Когда Горбачевский принялся доказывать, что просвещение заменит веру, и философия — Бога, то Муравьев и Голицын обменялись невольной улыбкой. Тот заметил ее, замолчал и обиделся.
Чтобы скрыть улыбку, Муравьев отвернулся и стал наливать стакан чаю, а когда подал его Горбачевскому, их руки на мгновение сблизились: одна — большая, красная, жесткая, с рыжими волосами и веснушками, с плоскими ногтями и короткими пальцами; другая — белая, тонкая, длинная, полная женственной прелестью.
«Нет, никогда не поймут они друг друга!» — подумал Голицын.
Опять, как давеча, наступило молчание, и почувствовали все черту разделяющую; опять Борисов хотел что-то сказать и не сказал.
Заговорил Бестужев. Еще раньше Голицын заметил, что он подражает Муравьеву нечаянно, в словах, в движениях, в выражениях лица и в звуке голоса, как это бывает с людьми, долго жившими вместе. Казалось, можно было видеть и слышать одного сквозь другого; один — звук, другой — эхо, и эхо искажало звук.
— Философ Платон утверждает, — говорил Бестужев, — что легче построить город на воздухе, нежели основать гражданство без религии. Бог даровал человеку свободу; Христос передал нам начало понятий законно-свободных.
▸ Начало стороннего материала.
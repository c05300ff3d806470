// SPDX-FileCopyrightText: 2026 Threadkeeper Contributors
// SPDX-License-Identifier: MIT OR Apache-2.0

//! Miette diagnostics for configuration problems.
//!
//! Figment reports unknown keys and type mismatches with a key path but no
//! location; [`figment_to_config_errors`] looks the key up in the TOML files
//! that were read so the report can point at the offending line, and offers
//! a Jaro-Winkler "did you mean" for misspelled keys.

#![allow(unused_assignments)] // miette's Diagnostic derive trips this lint

use miette::{Diagnostic, NamedSource, SourceSpan};
use thiserror::Error;

/// Below this Jaro-Winkler score a key is too different to be a typo.
const SUGGESTION_THRESHOLD: f64 = 0.75;

/// Prefix of the environment overrides, mirrored in `MissingKey` help.
const ENV_PREFIX: &str = "THREADKEEPER_";

#[derive(Debug, Error, Diagnostic)]
pub enum ConfigError {
    #[error("unknown configuration key `{key}`")]
    #[diagnostic(
        code(threadkeeper::config::unknown_key),
        help("{}", unknown_key_help(suggestion.as_deref(), valid_keys))
    )]
    UnknownKey {
        key: String,
        /// Closest valid key, when one is close enough.
        suggestion: Option<String>,
        /// Comma-separated keys accepted in the same section.
        valid_keys: String,
        #[label("not a recognized key")]
        span: Option<SourceSpan>,
        #[source_code]
        src: Option<NamedSource<String>>,
    },

    #[error("`{key}` has the wrong type: {detail}")]
    #[diagnostic(code(threadkeeper::config::invalid_type), help("expected {expected}"))]
    InvalidType {
        /// Dotted key path, e.g. `archive.fetch_limit`.
        key: String,
        detail: String,
        expected: String,
        #[label("this value")]
        span: Option<SourceSpan>,
        #[source_code]
        src: Option<NamedSource<String>>,
    },

    #[error("missing required key `{key}`")]
    #[diagnostic(
        code(threadkeeper::config::missing_key),
        help("{}", missing_key_help(key))
    )]
    MissingKey {
        /// Dotted key path.
        key: String,
    },

    #[error("invalid configuration: {message}")]
    #[diagnostic(code(threadkeeper::config::validation))]
    Validation { message: String },

    #[error("configuration error: {0}")]
    #[diagnostic(code(threadkeeper::config::other))]
    Other(String),
}

fn unknown_key_help(suggestion: Option<&str>, valid_keys: &str) -> String {
    match suggestion {
        Some(s) => format!("did you mean `{s}`? valid keys: {valid_keys}"),
        None => format!("valid keys: {valid_keys}"),
    }
}

fn missing_key_help(key: &str) -> String {
    let (section, field) = key.rsplit_once('.').unwrap_or(("", key));
    let table = if section.is_empty() {
        String::new()
    } else {
        format!(" under [{section}]")
    };
    format!(
        "set `{field}`{table} in threadkeeper.toml or export {}",
        env_var_for(key)
    )
}

/// `discord.bot_token` -> `THREADKEEPER_DISCORD_BOT_TOKEN`.
fn env_var_for(key: &str) -> String {
    format!("{ENV_PREFIX}{}", key.replace('.', "_").to_ascii_uppercase())
}

/// The TOML files a configuration was read from, keyed by display path.
struct Sources<'a> {
    files: &'a [(String, String)],
}

impl<'a> Sources<'a> {
    /// Finds `field` under `section` in the file figment attributes `error`
    /// to, returning its span and the file for rendering.
    fn locate(
        &self,
        error: &figment::Error,
        section: &[String],
        field: &str,
    ) -> (Option<SourceSpan>, Option<NamedSource<String>>) {
        let origin = error
            .metadata
            .as_ref()
            .and_then(|m| m.source.as_ref())
            .and_then(|source| match source {
                figment::Source::File(path) => Some(path.display().to_string()),
                _ => None,
            });
        let Some(origin) = origin else {
            return (None, None);
        };
        let Some((path, content)) = self.files.iter().find(|(path, _)| *path == origin) else {
            return (None, None);
        };
        match find_key_offset(content, section, field) {
            Some(offset) => (
                Some(SourceSpan::new(offset.into(), field.len())),
                Some(NamedSource::new(path, content.clone())),
            ),
            None => (None, None),
        }
    }
}

/// Converts every error in a figment failure into a [`ConfigError`].
pub fn figment_to_config_errors(
    err: figment::Error,
    toml_sources: &[(String, String)],
) -> Vec<ConfigError> {
    use figment::error::Kind;

    let sources = Sources {
        files: toml_sources,
    };

    err.into_iter()
        .map(|error| {
            let path: Vec<String> = error.path.clone();
            match &error.kind {
                Kind::UnknownField(field, expected) => {
                    let (span, src) = sources.locate(&error, &path, field);
                    ConfigError::UnknownKey {
                        key: field.clone(),
                        suggestion: suggest_key(field, expected),
                        valid_keys: expected.join(", "),
                        span,
                        src,
                    }
                }
                Kind::MissingField(field) => ConfigError::MissingKey {
                    key: dotted(&path, field),
                },
                Kind::InvalidType(actual, expected) => {
                    // The last path segment is the field itself.
                    let (span, src) = match path.split_last() {
                        Some((field, section)) => sources.locate(&error, section, field),
                        None => (None, None),
                    };
                    ConfigError::InvalidType {
                        key: path.join("."),
                        detail: format!("found {actual}, expected {expected}"),
                        expected: expected.clone(),
                        span,
                        src,
                    }
                }
                _ => ConfigError::Other(error.to_string()),
            }
        })
        .collect()
}

fn dotted(section: &[String], field: &str) -> String {
    if section.is_empty() {
        field.to_string()
    } else {
        format!("{}.{field}", section.join("."))
    }
}

/// Byte offset of `field` as a key under the `[section]` header, or from
/// the top of the file when `section` is empty.
pub fn find_key_offset(content: &str, section: &[String], field: &str) -> Option<usize> {
    let start = match section.first() {
        Some(name) => {
            let header = format!("[{name}]");
            content.find(&header)? + header.len()
        }
        None => 0,
    };

    let mut offset = start;
    for line in content[start..].split_inclusive('\n') {
        let body = line.trim_start();
        if body.starts_with('[') && offset != start {
            // Next section reached.
            return None;
        }
        if let Some(rest) = body.strip_prefix(field) {
            if rest.trim_start().starts_with('=') {
                return Some(offset + (line.len() - body.len()));
            }
        }
        offset += line.len();
    }
    None
}

/// Closest valid key to `unknown`, if it clears the similarity threshold.
pub fn suggest_key(unknown: &str, valid_keys: &[&str]) -> Option<String> {
    valid_keys
        .iter()
        .map(|key| (strsim::jaro_winkler(unknown, key), *key))
        .filter(|(score, _)| *score > SUGGESTION_THRESHOLD)
        .max_by(|a, b| a.0.total_cmp(&b.0))
        .map(|(_, key)| key.to_string())
}

/// Prints each error to stderr with miette's graphical renderer.
pub fn render_errors(errors: &[ConfigError]) {
    let handler = miette::GraphicalReportHandler::new();
    for error in errors {
        let mut out = String::new();
        match handler.render_report(&mut out, error as &dyn Diagnostic) {
            Ok(()) => eprint!("{out}"),
            Err(_) => eprintln!("error: {error}"),
        }
    }
}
Кто обезоружил длань деспотов? Кто оградил нас конституциями? Это с одной стороны, а с другой…
Горбачевский встал решительно, прицепил саблю и надел сюртук (было так жарко, что сняли мундиры).
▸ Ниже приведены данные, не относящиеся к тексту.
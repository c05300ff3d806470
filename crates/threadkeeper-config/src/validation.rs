// SPDX-FileCopyrightText: 2026 Threadkeeper Contributors
// SPDX-License-Identifier: MIT OR Apache-2.0

//! Post-deserialization validation for configuration values.
//!
//! Validates semantic constraints that serde attributes cannot express:
//! platform bounds on fetch and message sizes, the fixed set of thread
//! auto-archive durations, and the settings `serve` cannot run without.

use crate::diagnostic::ConfigError;
use crate::model::{CompletionTarget, ThreadkeeperConfig};

/// Largest page the platform returns for a single history fetch.
pub const MAX_FETCH_LIMIT: u8 = 100;

/// Hard cap on the length of a single message.
pub const MAX_MESSAGE_LENGTH: usize = 2000;

/// Thread auto-archive durations the platform accepts, in minutes.
pub const AUTO_ARCHIVE_MINUTES: [u16; 4] = [60, 1440, 4320, 10080];

const LOG_LEVELS: [&str; 5] = ["trace", "debug", "info", "warn", "error"];

/// Validate a deserialized configuration for semantic correctness.
///
/// Returns `Ok(())` if all validations pass, or `Err(Vec<ConfigError>)` with
/// all collected validation errors (does not fail fast).
pub fn validate_config(config: &ThreadkeeperConfig) -> Result<(), Vec<ConfigError>> {
    let mut errors = Vec::new();

    let level = config.logging.level.trim().to_ascii_lowercase();
    if !LOG_LEVELS.contains(&level.as_str()) {
        errors.push(ConfigError::Validation {
            message: format!(
                "logging.level `{}` is not one of {}",
                config.logging.level,
                LOG_LEVELS.join(", ")
            ),
        });
    }

    match config.discord.completion_target() {
        CompletionTarget::Name(name) if name.is_empty() => {
            errors.push(ConfigError::Validation {
                message: "discord.completion_channel must not be empty".to_string(),
            });
        }
        CompletionTarget::Name(name) if name.chars().all(|c| c.is_ascii_digit()) => {
            errors.push(ConfigError::Validation {
                message: format!("discord.completion_channel `{name}` is not a valid channel id"),
            });
        }
        _ => {}
    }

    let archive = &config.archive;
    if archive.fetch_limit == 0 || archive.fetch_limit > MAX_FETCH_LIMIT {
        errors.push(ConfigError::Validation {
            message: format!(
                "archive.fetch_limit must be between 1 and {MAX_FETCH_LIMIT}, got {}",
                archive.fetch_limit
            ),
        });
    }

    if archive.chunk_limit == 0 || archive.chunk_limit > MAX_MESSAGE_LENGTH {
        errors.push(ConfigError::Validation {
            message: format!(
                "archive.chunk_limit must be between 1 and {MAX_MESSAGE_LENGTH}, got {}",
                archive.chunk_limit
            ),
        });
    }

    if !AUTO_ARCHIVE_MINUTES.contains(&archive.thread_auto_archive_minutes) {
        errors.push(ConfigError::Validation {
            message: format!(
                "archive.thread_auto_archive_minutes must be one of 60, 1440, 4320, 10080, got {}",
                archive.thread_auto_archive_minutes
            ),
        });
    }

    if archive.sweep_limit > MAX_FETCH_LIMIT {
        errors.push(ConfigError::Validation {
            message: format!(
                "archive.sweep_limit must be at most {MAX_FETCH_LIMIT}, got {}",
                archive.sweep_limit
            ),
        });
    }

    if errors.is_empty() {
        Ok(())
    } else {
        Err(errors)
    }
}

/// Checks the settings required to connect and watch a channel.
///
/// Kept separate from [`validate_config`] so `threadkeeper config` can show a
/// partial configuration while `serve` refuses to start without them.
pub fn validate_for_serve(config: &ThreadkeeperConfig) -> Result<(), Vec<ConfigError>> {
    let mut errors = Vec::new();

    match config.discord.bot_token.as_deref().map(str::trim) {
        None => errors.push(ConfigError::MissingKey {
            key: "discord.bot_token".to_string(),
        }),
        Some("") => errors.push(ConfigError::Validation {
            message: "discord.bot_token cannot be empty".to_string(),
        }),
        Some(_) => {}
    }

    if config.discord.monitored_channel().is_none() {
        errors.push(ConfigError::MissingKey {
            key: "discord.monitored_channel_id".to_string(),
        });
    }

    if errors.is_empty() {
        Ok(())
    } else {
        Err(errors)
    }
}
— А столковаться-то нам будет трудненько, господа, — сказал он и, наклонив немного голову набок, сделался похож на упрямого бычка, который хочет боднуть. — Мы люди простые, едим пряники неписаные. Вы вот все о Боге, а мы полагаем, что не из-за Бога, а из-за брюха все восстания народные…
— Неужели только из-за брюха? — воскликнул Муравьев.
— Знаю, знаю: не единым хлебом… А вы-то сами, господин подполковник, голодать изволили?
— Случалось, в походе.
— Ну, это что! Нет, а вот, как последние штаны в закладе, а жрать нечего… Эх, да что говорить! Сытый голодного не разумеет… Петр Иванович, пойдем, что ли?
— Куда же вы, господа? Ведь мы еще ни о чем, как следует… — всполошился Бестужев.